José Gonçalves do Nascimento

Por José Gonçalves do Nascimento*

A lua subia grande e luminosa, parecendo estar mais perto da terra. (Até São Jorge, montado no cavalo branco e espetando um dragão sob os pés, parecia maior do que o habitual). Nuvens grossas formavam ondas em torno do disco prateado, desenhando seres de todos os tipos e formas. Embaixo, o clarão se derramava sobre a paisagem solitária, fazendo entrever aqui e ali a copa dum umbuzeiro, o telhado duma casa, ou um animal a vagar. A alguns passos, no galho de uma aroeira, uma coruja entoava um canto nostálgico. Na frente da casa, a pequena fogueira feita para afugentar as muriçocas lançava chama e luz, como que a competir com a claridade da lua. A cachorra sereia, deitada com o queixo apoiado sobre as patas dianteiras, mantinha o olhar atento, ora sobre as brasas que crepitavam, ora sobre o pouco movimento que ocorria no entorno. O vento fresco que açoitava do leste agitava suavemente os galhos das canafístulas que adornavam o terreiro grande e aplainado.
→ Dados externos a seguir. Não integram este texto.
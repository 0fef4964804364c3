use std::fs::{self, File};
use std::io;

use camino::Utf8Path;
use tracing::{info, warn};

use crate::dcc::DccClient;
use crate::error::KiraError;

/// Makes a remote file present on local disk.
pub trait Materializer: Send + Sync {
    /// Returns whether `path` now exists with the expected size. Idempotent:
    /// a valid local copy is never fetched again unless forced.
    fn ensure_materialized(
        &self,
        path: &Utf8Path,
        url: &str,
        expected_size: Option<u64>,
        md5sum: Option<&str>,
    ) -> Result<bool, KiraError>;
}

/// Never touches the network; reports what is already on disk.
#[derive(Debug, Clone, Copy, Default)]
pub struct LocalOnly;

impl Materializer for LocalOnly {
    fn ensure_materialized(
        &self,
        path: &Utf8Path,
        _url: &str,
        expected_size: Option<u64>,
        _md5sum: Option<&str>,
    ) -> Result<bool, KiraError> {
        Ok(size_matches(path, expected_size))
    }
}

pub struct DccMaterializer<'a, D: DccClient> {
    client: &'a D,
    verify_md5: bool,
    force: bool,
}

impl<'a, D: DccClient> DccMaterializer<'a, D> {
    pub fn new(client: &'a D, verify_md5: bool, force: bool) -> Self {
        Self {
            client,
            verify_md5,
            force,
        }
    }
}

impl<D: DccClient> Materializer for DccMaterializer<'_, D> {
    fn ensure_materialized(
        &self,
        path: &Utf8Path,
        url: &str,
        expected_size: Option<u64>,
        md5sum: Option<&str>,
    ) -> Result<bool, KiraError> {
        if path.as_std_path().exists() {
            if !self.force && size_matches(path, expected_size) {
                return Ok(true);
            }
            fs::remove_file(path.as_std_path())
                .map_err(|err| KiraError::Filesystem(err.to_string()))?;
        }

        let parent = path
            .parent()
            .ok_or_else(|| KiraError::Filesystem("invalid destination path".to_string()))?;
        fs::create_dir_all(parent.as_std_path())
            .map_err(|err| KiraError::Filesystem(err.to_string()))?;
        let temp = tempfile::Builder::new()
            .prefix(".kira-dcc-download")
            .tempfile_in(parent.as_std_path())
            .map_err(|err| KiraError::Filesystem(err.to_string()))?;

        info!(%url, %path, "downloading");
        match self.client.download(url, temp.path()) {
            Ok(()) => {}
            Err(KiraError::DccStatus { status, .. }) => {
                warn!(%url, status, "could not download");
                return Ok(false);
            }
            Err(err) => return Err(err),
        }

        let actual_size = fs::metadata(temp.path())
            .map_err(|err| KiraError::Filesystem(err.to_string()))?
            .len();
        if let Some(expected) = expected_size {
            if actual_size != expected {
                warn!(%url, expected, actual_size, "size mismatch after download");
                return Ok(false);
            }
        }

        if self.verify_md5 {
            if let Some(expected) = md5sum {
                let actual = md5_hex(temp.path())?;
                if !actual.eq_ignore_ascii_case(expected) {
                    return Err(KiraError::ChecksumMismatch {
                        path: path.to_string(),
                        expected: expected.to_string(),
                        actual,
                    });
                }
            }
        }

        temp.persist(path.as_std_path())
            .map_err(|err| KiraError::Filesystem(err.to_string()))?;
        Ok(true)
    }
}

fn size_matches(path: &Utf8Path, expected_size: Option<u64>) -> bool {
    match fs::metadata(path.as_std_path()) {
        Ok(meta) => expected_size.map(|size| meta.len() == size).unwrap_or(true),
        Err(_) => false,
    }
}

pub fn md5_hex(path: &std::path::Path) -> Result<String, KiraError> {
    let mut file = File::open(path).map_err(|err| KiraError::Filesystem(err.to_string()))?;
    let mut context = md5::Context::new();
    io::copy(&mut file, &mut context).map_err(|err| KiraError::Filesystem(err.to_string()))?;
    Ok(format!("{:x}", context.compute()))
}
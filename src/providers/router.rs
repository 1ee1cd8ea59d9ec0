//! Inference router
//!
//! Walks the fallback chain for each generation request and owns the health
//! table of every configured backend.
//!
//! Policy:
//!
//! - Candidates are tried in configured priority order, with the request's
//!   preferred backend (if any) moved to the front. Recovery from a cooldown
//!   never reorders the chain.
//! - Unavailable and permanent failures count against the backend and move
//!   on to the next candidate. After `failure_threshold` consecutive
//!   failures the backend is skipped until `cooldown` has elapsed, then
//!   probed again on the next request.
//! - A rate-limited backend is parked until its retry-after deadline. When
//!   a later candidate exists the chain moves on immediately; on the last
//!   candidate the router waits in place, at most `max_rate_limit_retries`
//!   times.
//! - When every candidate fails the caller receives one aggregate error
//!   listing each backend's last failure.

use std::collections::HashMap;
use std::future::Future;
use std::sync::{Arc, RwLock};
use std::time::Duration;

use tokio::time::Instant;

use crate::config::InferenceConfig;
use crate::error::{BackendError, BackendFailure, PocketclawError, Result};
use crate::metrics::{record_backend_attempt, record_fallback};
use crate::providers::credentials::{ChainCredentials, CredentialProvider};
use crate::providers::{create_backend, Backend, FragmentStream, GenerationRequest, GenerationResult};

/// Tunables for fallback and retry
#[derive(Debug, Clone, Copy, PartialEq, Eq)]
pub struct RouterSettings {
    /// Consecutive failures before a backend is skipped
    pub failure_threshold: u32,
    /// How long a skipped backend stays skipped
    pub cooldown: Duration,
    /// In-place retries after rate limiting on the last candidate
    pub max_rate_limit_retries: u32,
    /// First backoff step when no retry-after hint is given
    pub retry_base: Duration,
    /// Upper bound on any single rate-limit wait
    pub retry_max: Duration,
}

impl Default for RouterSettings {
    fn default() -> Self {
        Self::from(&InferenceConfig::default())
    }
}

impl From<&InferenceConfig> for RouterSettings {
    fn from(config: &InferenceConfig) -> Self {
        Self {
            failure_threshold: config.failure_threshold.max(1),
            cooldown: Duration::from_secs(config.cooldown_secs),
            max_rate_limit_retries: config.max_rate_limit_retries,
            retry_base: Duration::from_millis(config.retry_base_ms),
            retry_max: Duration::from_millis(config.retry_max_ms),
        }
    }
}

impl RouterSettings {
    fn backoff(&self, retry: u32) -> Duration {
        let factor = 2u32.saturating_pow(retry);
        self.retry_base.saturating_mul(factor).min(self.retry_max)
    }
}

/// Health bookkeeping for one backend
#[derive(Debug, Clone, Default, PartialEq, Eq)]
pub struct BackendHealth {
    /// Failures since the last success (rate limits excluded)
    pub consecutive_failures: u32,
    /// Skipped until this instant after crossing the failure threshold
    pub unavailable_until: Option<Instant>,
    /// Parked until this instant after a rate-limit rejection
    pub retry_after: Option<Instant>,
}

impl BackendHealth {
    /// Whether the backend may be tried at `now`
    pub fn is_available(&self, now: Instant) -> bool {
        !self.is_cooling_down(now) && !self.is_parked(now)
    }

    fn is_cooling_down(&self, now: Instant) -> bool {
        self.unavailable_until.is_some_and(|until| until > now)
    }

    fn is_parked(&self, now: Instant) -> bool {
        self.retry_after.is_some_and(|until| until > now)
    }
}

/// Fallback-capable router over the configured backends
pub struct InferenceRouter {
    backends: Vec<Arc<dyn Backend>>,
    health: RwLock<HashMap<String, BackendHealth>>,
    settings: RouterSettings,
}

impl InferenceRouter {
    /// Create a router over `backends`, given in priority order
    ///
    /// # Errors
    ///
    /// Returns `PocketclawError::Config` if no backend is given or two
    /// backends share a name
    pub fn new(backends: Vec<Arc<dyn Backend>>, settings: RouterSettings) -> Result<Self> {
        if backends.is_empty() {
            return Err(PocketclawError::Config("no inference backends configured".into()).into());
        }
        let mut health = HashMap::new();
        for backend in &backends {
            if health
                .insert(backend.name().to_string(), BackendHealth::default())
                .is_some()
            {
                return Err(PocketclawError::Config(format!(
                    "duplicate inference backend '{}'",
                    backend.name()
                ))
                .into());
            }
        }
        Ok(Self {
            backends,
            health: RwLock::new(health),
            settings,
        })
    }

    /// Build the configured chain with credentials from the config and keyring
    pub fn from_config(config: &InferenceConfig) -> Result<Self> {
        let credentials: Arc<dyn CredentialProvider> = Arc::new(ChainCredentials::from_config(config));
        let mut backends = Vec::new();
        for name in config.chain() {
            let backend_config = config.backends.get(&name).ok_or_else(|| {
                PocketclawError::Config(format!("backend '{}' is not declared", name))
            })?;
            backends.push(create_backend(&name, backend_config, Arc::clone(&credentials))?);
        }
        tracing::info!(chain = ?config.chain(), "Inference router ready");
        Self::new(backends, RouterSettings::from(config))
    }

    /// Backend names in priority order
    pub fn backend_names(&self) -> Vec<String> {
        self.backends.iter().map(|b| b.name().to_string()).collect()
    }

    /// Health snapshot for one backend
    pub fn health(&self, name: &str) -> Option<BackendHealth> {
        self.health.read().ok()?.get(name).cloned()
    }

    fn candidates(&self, preference: Option<&str>) -> Vec<Arc<dyn Backend>> {
        let mut ordered: Vec<Arc<dyn Backend>> = self.backends.clone();
        if let Some(preferred) = preference {
            if let Some(pos) = ordered.iter().position(|b| b.name() == preferred) {
                let backend = ordered.remove(pos);
                ordered.insert(0, backend);
            } else {
                tracing::warn!(backend = preferred, "Preferred backend is not configured");
            }
        }
        ordered
    }

    fn eligible(&self, candidates: Vec<Arc<dyn Backend>>, now: Instant) -> Vec<Arc<dyn Backend>> {
        let Ok(health) = self.health.read() else {
            return candidates;
        };
        candidates
            .into_iter()
            .filter(|b| health.get(b.name()).map_or(true, |h| h.is_available(now)))
            .collect()
    }

    /// Earliest parked (not cooling down) candidate whose deadline is near
    fn earliest_parked(
        &self,
        candidates: &[Arc<dyn Backend>],
        now: Instant,
    ) -> Option<(Arc<dyn Backend>, Instant)> {
        let health = self.health.read().ok()?;
        candidates
            .iter()
            .filter_map(|b| {
                let h = health.get(b.name())?;
                if h.is_cooling_down(now) {
                    return None;
                }
                let until = h.retry_after.filter(|until| *until > now)?;
                (until - now <= self.settings.retry_max).then(|| (Arc::clone(b), until))
            })
            .min_by_key(|(_, until)| *until)
    }

    fn record_success(&self, name: &str) {
        if let Ok(mut health) = self.health.write() {
            if let Some(h) = health.get_mut(name) {
                if h.consecutive_failures > 0 || h.unavailable_until.is_some() {
                    tracing::info!(backend = name, "Backend recovered");
                }
                *h = BackendHealth::default();
            }
        }
    }

    fn record_failure(&self, name: &str, now: Instant) {
        if let Ok(mut health) = self.health.write() {
            if let Some(h) = health.get_mut(name) {
                h.consecutive_failures = h.consecutive_failures.saturating_add(1);
                if h.consecutive_failures >= self.settings.failure_threshold {
                    h.unavailable_until = Some(now + self.settings.cooldown);
                    tracing::warn!(
                        backend = name,
                        failures = h.consecutive_failures,
                        cooldown_secs = self.settings.cooldown.as_secs(),
                        "Backend marked unavailable"
                    );
                }
            }
        }
    }

    fn park(&self, name: &str, until: Instant) {
        if let Ok(mut health) = self.health.write() {
            if let Some(h) = health.get_mut(name) {
                h.retry_after = Some(until);
            }
        }
    }

    /// Walk the chain with `op` until one backend succeeds
    async fn route<T, F, Fut>(&self, preference: Option<&str>, op: F) -> Result<T>
    where
        F: Fn(Arc<dyn Backend>) -> Fut,
        Fut: Future<Output = std::result::Result<T, BackendError>>,
    {
        let candidates = self.candidates(preference);
        let mut eligible = self.eligible(candidates.clone(), Instant::now());

        if eligible.is_empty() {
            // Everything is skipped; a backend that is only rate limited for a
            // short while is still worth waiting for
            match self.earliest_parked(&candidates, Instant::now()) {
                Some((backend, until)) => {
                    tracing::info!(
                        backend = backend.name(),
                        delay_ms = until.saturating_duration_since(Instant::now()).as_millis() as u64,
                        "Waiting for rate-limited backend"
                    );
                    tokio::time::sleep_until(until).await;
                    eligible.push(backend);
                }
                None => {
                    tracing::warn!("No inference backend available");
                    return Err(PocketclawError::NoBackendAvailable.into());
                }
            }
        }

        let mut failures = Vec::new();
        let total = eligible.len();
        for (index, backend) in eligible.into_iter().enumerate() {
            let name = backend.name().to_string();
            let is_last = index + 1 == total;
            let mut retries = 0u32;

            let failure = loop {
                tracing::debug!(backend = %name, attempt = retries + 1, "Calling backend");
                match op(Arc::clone(&backend)).await {
                    Ok(value) => {
                        record_backend_attempt(&name, "success");
                        self.record_success(&name);
                        return Ok(value);
                    }
                    Err(BackendError::RateLimited { retry_after }) => {
                        record_backend_attempt(&name, "rate_limited");
                        let delay = retry_after
                            .unwrap_or_else(|| self.settings.backoff(retries))
                            .min(self.settings.retry_max);
                        let error = BackendError::RateLimited { retry_after };
                        if !is_last || retries >= self.settings.max_rate_limit_retries {
                            self.park(&name, Instant::now() + delay);
                            tracing::info!(
                                backend = %name,
                                delay_ms = delay.as_millis() as u64,
                                "Backend rate limited, parked"
                            );
                            break error;
                        }
                        retries += 1;
                        tracing::info!(
                            backend = %name,
                            attempt = retries,
                            delay_ms = delay.as_millis() as u64,
                            "Backend rate limited, retrying"
                        );
                        tokio::time::sleep(delay).await;
                    }
                    Err(error) => {
                        let outcome = match error {
                            BackendError::Permanent(_) => "rejected",
                            _ => "unavailable",
                        };
                        record_backend_attempt(&name, outcome);
                        tracing::warn!(backend = %name, error = %error, "Backend failed");
                        self.record_failure(&name, Instant::now());
                        break error;
                    }
                }
            };

            failures.push(BackendFailure {
                backend: name.clone(),
                error: failure,
            });
            if !is_last {
                record_fallback(&name);
            }
        }

        Err(PocketclawError::InferenceExhausted(failures).into())
    }

    /// Obtain a complete result from the first backend that succeeds
    ///
    /// # Errors
    ///
    /// Returns `PocketclawError::InferenceExhausted` when every candidate
    /// failed and `PocketclawError::NoBackendAvailable` when none could be
    /// tried
    pub async fn generate(&self, request: &GenerationRequest) -> Result<GenerationResult> {
        self.route(request.params.backend_preference.as_deref(), |backend| async move {
            backend.generate(request).await
        })
        .await
    }

    /// Obtain a fragment stream from the first backend that accepts the request
    ///
    /// Fallback only applies until a stream has been opened; a failure in
    /// the middle of a stream is yielded to the consumer.
    pub async fn stream(&self, request: &GenerationRequest) -> Result<FragmentStream> {
        self.route(request.params.backend_preference.as_deref(), |backend| async move {
            backend.stream(request).await
        })
        .await
    }
}
impl Default for InferenceConfig {
    fn default() -> Self {
        Self {
            primary: default_primary_backend(),
            fallbacks: Vec::new(),
            backends: default_backends(),
            failure_threshold: default_failure_threshold(),
            cooldown_secs: default_cooldown_secs(),
            max_rate_limit_retries: default_max_rate_limit_retries(),
            retry_base_ms: default_retry_base_ms(),
            retry_max_ms: default_retry_max_ms(),
        }
    }
}

impl InferenceConfig {
    /// Primary followed by fallbacks, in priority order
    pub fn chain(&self) -> Vec<String> {
        std::iter::once(self.primary.clone())
            .chain(self.fallbacks.iter().cloned())
            .collect()
    }
}

/// Messaging surface implementation
#[derive(Debug, Clone, Copy, PartialEq, Eq, Serialize, Deserialize)]
#[serde(rename_all = "snake_case")]
pub enum SurfaceKind {
    /// Local terminal (stdin/stdout)
    Console,
    /// Telegram Bot API long polling
    Telegram,
}

/// Single messaging surface configuration
#[derive(Debug, Clone, Serialize, Deserialize)]
pub struct SurfaceConfig {
    /// Unique surface identifier
    pub id: String,

    /// Surface implementation
    pub kind: SurfaceKind,

    /// Administrative enable flag
    #[serde(default = "default_true")]
    pub enabled: bool,

    /// Inline bot token
    #[serde(default)]
    pub token: Option<String>,

    /// Environment variable holding the bot token
    #[serde(default)]
    pub token_env: Option<String>,

    /// Override of the surface API base URL
    #[serde(default)]
    pub api_base: Option<String>,

    /// Long-poll timeout (seconds)
    #[serde(default = "default_poll_timeout_secs")]
    pub poll_timeout_secs: u64,
}

fn default_poll_timeout_secs() -> u64 {
    30
}

impl SurfaceConfig {
    /// Console surface with default settings
    pub fn console(id: &str) -> Self {
        Self {
            id: id.to_string(),
            kind: SurfaceKind::Console,
            enabled: true,
            token: None,
            token_env: None,
            api_base: None,
            poll_timeout_secs: default_poll_timeout_secs(),
        }
    }

    /// Resolve the bot token from the inline value or the named variable
    pub fn resolve_token(&self) -> Option<String> {
        self.token.clone().or_else(|| {
            self.token_env
                .as_ref()
                .and_then(|name| std::env::var(name).ok())
        })
    }
}

/// Transport framework configuration
#[derive(Debug, Clone, Serialize, Deserialize)]
pub struct TransportConfig {
    /// First reconnect delay (milliseconds)
    #[serde(default = "default_backoff_base_ms")]
    pub backoff_base_ms: u64,

    /// Largest reconnect delay (milliseconds)
    #[serde(default = "default_backoff_ceiling_ms")]
    pub backoff_ceiling_ms: u64,

    /// Fraction of the delay added as random jitter (0.0 - 1.0)
    #[serde(default = "default_jitter_ratio")]
    pub jitter_ratio: f64,

    /// Replies buffered per surface while disconnected
    #[serde(default = "default_outbound_queue_depth")]
    pub outbound_queue_depth: usize,

    /// Capacity of the canonical inbound event queue
    #[serde(default = "default_inbound_queue_depth")]
    pub inbound_queue_depth: usize,

    /// Give up reconnecting after this many attempts (unbounded when unset)
    #[serde(default)]
    pub max_reconnect_attempts: Option<u32>,

    /// Configured surfaces
    #[serde(default)]
    pub surfaces: Vec<SurfaceConfig>,
}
Sentado à beira do fogo, numa tora de pau, João Grande sorveu o último gole de café. Em seguida, acendeu um cigarro de palha, soltou duas ou três baforadas e correu o olho no céu. Deu mais uma baforada, olhou para mim, que estava do outro lado da fogueira, e disse:

— Nininho.

— Oi.

— Tô vendo essa lua grande aqui em cima e me lembrando duma coisa. Você já viu falar na pedra do Bendegó?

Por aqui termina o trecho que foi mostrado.